Exactly reproduce each record listed below.

Stored data:
BEGIN

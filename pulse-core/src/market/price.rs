//! Bounded random-walk price process
//!
//! ```text
//! u      ~ Uniform[-volatility/2, +volatility/2]
//! price' = max(price * (1 + u), MIN_PRICE)
//! high'  = max(high, price'),  low' = min(low, price')
//! change = price' - open,      change_pct = change / open * 100
//! ```
//!
//! The step is a pure function of its inputs and one RNG draw, so a seeded
//! RNG replays the exact same path.

use crate::core::{PriceState, StepError, MIN_PRICE};
use rand::{Rng, RngCore};

/// Price process plugged into the tick pipeline
pub trait PriceModel: Send {
    /// Advance `prev` by one step
    fn step(
        &mut self,
        prev: &PriceState,
        reference_open: f64,
        volatility: f64,
        rng: &mut dyn RngCore,
    ) -> Result<PriceState, StepError>;

    /// Model name for logging
    fn name(&self) -> &'static str;
}

/// Uniform bounded random walk (the default model)
#[derive(Debug, Clone, Copy, Default)]
pub struct RandomWalk;

impl PriceModel for RandomWalk {
    #[inline]
    fn step(
        &mut self,
        prev: &PriceState,
        reference_open: f64,
        volatility: f64,
        rng: &mut dyn RngCore,
    ) -> Result<PriceState, StepError> {
        step(prev, reference_open, volatility, rng)
    }

    fn name(&self) -> &'static str {
        "random_walk"
    }
}

/// One random-walk step
pub fn step<R: RngCore + ?Sized>(
    prev: &PriceState,
    reference_open: f64,
    volatility: f64,
    rng: &mut R,
) -> Result<PriceState, StepError> {
    if !prev.price.is_finite() || prev.price <= 0.0 {
        return Err(StepError::InvalidPrice {
            symbol: prev.symbol.clone(),
            price: prev.price,
        });
    }
    if !volatility.is_finite() || volatility < 0.0 {
        return Err(StepError::InvalidVolatility {
            symbol: prev.symbol.clone(),
            volatility,
        });
    }

    let half = volatility / 2.0;
    let u = if half > 0.0 { rng.gen_range(-half..=half) } else { 0.0 };

    Ok(apply_return(prev, reference_open, u))
}

/// Apply a relative return `u` to `prev`, clamping at `MIN_PRICE`
pub fn apply_return(prev: &PriceState, reference_open: f64, u: f64) -> PriceState {
    let raw = prev.price * (1.0 + u);
    let price = if raw.is_finite() && raw > MIN_PRICE { raw } else { MIN_PRICE };

    let open = if reference_open > 0.0 { reference_open } else { prev.price };
    let change_abs = price - open;

    PriceState {
        symbol: prev.symbol.clone(),
        price,
        day_high: prev.day_high.max(price),
        day_low: prev.day_low.min(price),
        change_abs,
        change_pct: change_abs / open * 100.0,
    }
}

#[cfg(test)]
mod tests {
    use super::*;
    use crate::core::Instrument;
    use approx::assert_relative_eq;
    use rand::rngs::StdRng;
    use rand::SeedableRng;

    fn opening(price: f64) -> PriceState {
        PriceState::opening(&Instrument::new("TEST", "Test", "None", price))
    }

    #[test]
    fn test_step_stays_within_band() {
        let mut rng = StdRng::seed_from_u64(1);
        let prev = opening(100.0);
        for _ in 0..1_000 {
            let next = step(&prev, 100.0, 0.008, &mut rng).unwrap();
            assert!(next.price >= 100.0 * (1.0 - 0.004) - 1e-9);
            assert!(next.price <= 100.0 * (1.0 + 0.004) + 1e-9);
        }
    }

    #[test]
    fn test_step_tracks_high_low_and_change() {
        let prev = PriceState {
            symbol: "TEST".into(),
            price: 100.0,
            day_high: 101.0,
            day_low: 99.5,
            change_abs: 0.0,
            change_pct: 0.0,
        };

        let up = apply_return(&prev, 100.0, 0.02);
        assert_relative_eq!(up.price, 102.0, epsilon = 1e-9);
        assert_relative_eq!(up.day_high, 102.0, epsilon = 1e-9);
        assert_relative_eq!(up.day_low, 99.5);
        assert_relative_eq!(up.change_abs, 2.0, epsilon = 1e-9);
        assert_relative_eq!(up.change_pct, 2.0, epsilon = 1e-9);

        let down = apply_return(&prev, 100.0, -0.01);
        assert_relative_eq!(down.day_low, 99.0, epsilon = 1e-9);
        assert_relative_eq!(down.change_pct, -1.0, epsilon = 1e-9);
    }

    #[test]
    fn test_step_clamps_to_min_price() {
        let prev = opening(1e-8);
        let next = apply_return(&prev, 1.0, -1.5);
        assert_eq!(next.price, MIN_PRICE);
        assert!(next.price > 0.0);
    }

    #[test]
    fn test_zero_volatility_is_flat() {
        let mut rng = StdRng::seed_from_u64(3);
        let prev = opening(50.0);
        let next = step(&prev, 50.0, 0.0, &mut rng).unwrap();
        assert_eq!(next.price, 50.0);
    }

    #[test]
    fn test_step_rejects_bad_inputs() {
        let mut rng = StdRng::seed_from_u64(3);
        let mut prev = opening(50.0);
        assert!(matches!(
            step(&prev, 50.0, -0.1, &mut rng),
            Err(StepError::InvalidVolatility { .. })
        ));
        prev.price = f64::NAN;
        assert!(matches!(
            step(&prev, 50.0, 0.01, &mut rng),
            Err(StepError::InvalidPrice { .. })
        ));
    }

    #[test]
    fn test_seeded_replay_is_deterministic() {
        let run = |seed| {
            let mut rng = StdRng::seed_from_u64(seed);
            let mut model = RandomWalk;
            let mut state = opening(250.0);
            for _ in 0..100 {
                state = model.step(&state, 250.0, 0.006, &mut rng).unwrap();
            }
            state.price
        };
        assert_eq!(run(42), run(42));
        assert_ne!(run(42), run(43));
    }
}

END

Result of this exercise:
filename pulse-core/src/market/price.rs
//! Bounded random-walk price process
//!
//! ```text
//! u      ~ Uniform[-volatility/2, +volatility/2]
//! price' = max(price * (1 + u), MIN_PRICE)
//! high'  = max(high, price'),  low' = min(low, price')
//! change = price' - open,      change_pct = change / open * 100
//! ```
//!
//! The step is a pure function of its inputs and one RNG draw, so a seeded
//! RNG replays the exact same path.

use crate::core::{PriceState, StepError, MIN_PRICE};
use rand::{Rng, RngCore};

/// Price process plugged into the tick pipeline
pub trait PriceModel: Send {
    /// Advance `prev` by one step
    fn step(
        &mut self,
        prev: &PriceState,
        reference_open: f64,
        volatility: f64,
        rng: &mut dyn RngCore,
    ) -> Result<PriceState, StepError>;

    /// Model name for logging
    fn name(&self) -> &'static str;
}

/// Uniform bounded random walk (the default model)
#[derive(Debug, Clone, Copy, Default)]
pub struct RandomWalk;

impl PriceModel for RandomWalk {
    #[inline]
    fn step(
        &mut self,
        prev: &PriceState,
        reference_open: f64,
        volatility: f64,
        rng: &mut dyn RngCore,
    ) -> Result<PriceState, StepError> {
        step(prev, reference_open, volatility, rng)
    }

    fn name(&self) -> &'static str {
        "random_walk"
    }
}

/// One random-walk step
pub fn step<R: RngCore + ?Sized>(
    prev: &PriceState,
    reference_open: f64,
    volatility: f64,
    rng: &mut R,
) -> Result<PriceState, StepError> {
    if !prev.price.is_finite() || prev.price <= 0.0 {
        return Err(StepError::InvalidPrice {
            symbol: prev.symbol.clone(),
            price: prev.price,
        });
    }
    if !volatility.is_finite() || volatility < 0.0 {
        return Err(StepError::InvalidVolatility {
            symbol: prev.symbol.clone(),
            volatility,
        });
    }

    let half = volatility / 2.0;
    let u = if half > 0.0 { rng.gen_range(-half..=half) } else { 0.0 };

    Ok(apply_return(prev, reference_open, u))
}

/// Apply a relative return `u` to `prev`, clamping at `MIN_PRICE`
pub fn apply_return(prev: &PriceState, reference_open: f64, u: f64) -> PriceState {
    let raw = prev.price * (1.0 + u);
    let price = if raw.is_finite() && raw > MIN_PRICE { raw } else { MIN_PRICE };

    let open = if reference_open > 0.0 { reference_open } else { prev.price };
    let change_abs = price - open;

    PriceState {
        symbol: prev.symbol.clone(),
        price,
        day_high: prev.day_high.max(price),
        day_low: prev.day_low.min(price),
        change_abs,
        change_pct: change_abs / open * 100.0,
    }
}

#[cfg(test)]
mod tests {
    use super::*;
    use crate::core::Instrument;
    use approx::assert_relative_eq;
    use rand::rngs::StdRng;
    use rand::SeedableRng;

    fn opening(price: f64) -> PriceState {
        PriceState::opening(&Instrument::new("TEST", "Test", "None", price))
    }

    #[test]
    fn test_step_stays_within_band() {
        let mut rng = StdRng::seed_from_u64(1);
        let prev = opening(100.0);
        for _ in 0..1_000 {
            let next = step(&prev, 100.0, 0.008, &mut rng).unwrap();
            assert!(next.price >= 100.0 * (1.0 - 0.004) - 1e-9);
            assert!(next.price <= 100.0 * (1.0 + 0.004) + 1e-9);
        }
    }

    #[test]
    fn test_step_tracks_high_low_and_change() {
        let prev = PriceState {
            symbol: "TEST".into(),
            price: 100.0,
            day_high: 101.0,
            day_low: 99.5,
            change_abs: 0.0,
            change_pct: 0.0,
        };

        let up = apply_return(&prev, 100.0, 0.02);
        assert_relative_eq!(up.price, 102.0, epsilon = 1e-9);
        assert_relative_eq!(up.day_high, 102.0, epsilon = 1e-9);
        assert_relative_eq!(up.day_low, 99.5);
        assert_relative_eq!(up.change_abs, 2.0, epsilon = 1e-9);
        assert_relative_eq!(up.change_pct, 2.0, epsilon = 1e-9);

        let down = apply_return(&prev, 100.0, -0.01);
        assert_relative_eq!(down.day_low, 99.0, epsilon = 1e-9);
        assert_relative_eq!(down.change_pct, -1.0, epsilon = 1e-9);
    }

    #[test]
    fn test_step_clamps_to_min_price() {
        let prev = opening(1e-8);
        let next = apply_return(&prev, 1.0, -1.5);
        assert_eq!(next.price, MIN_PRICE);
        assert!(next.price > 0.0);
    }

    #[test]
    fn test_zero_volatility_is_flat() {
        let mut rng = StdRng::seed_from_u64(3);
        let prev = opening(50.0);
        let next = step(&prev, 50.0, 0.0, &mut rng).unwrap();
        assert_eq!(next.price, 50.0);
    }

    #[test]
    fn test_step_rejects_bad_inputs() {
        let mut rng = StdRng::seed_from_u64(3);
        let mut prev = opening(50.0);
        assert!(matches!(
            step(&prev, 50.0, -0.1, &mut rng),
            Err(StepError::InvalidVolatility { .. })
        ));
        prev.price = f64::NAN;
        assert!(matches!(
            step(&prev, 50.0, 0.01, &mut rng),
            Err(StepError::InvalidPrice { .. })
        ));
    }

    #[test]
    fn test_seeded_replay_is_deterministic() {
        let run = |seed| {
            let mut rng = StdRng::seed_from_u64(seed);
            let mut model = RandomWalk;
            let mut state = opening(250.0);
            for _ in 0..100 {
                state = model.step(&state, 250.0, 0.006, &mut rng).unwrap();
            }
            state.price
        };
        assert_eq!(run(42), run(42));
        assert_ne!(run(42), run(43));
    }
}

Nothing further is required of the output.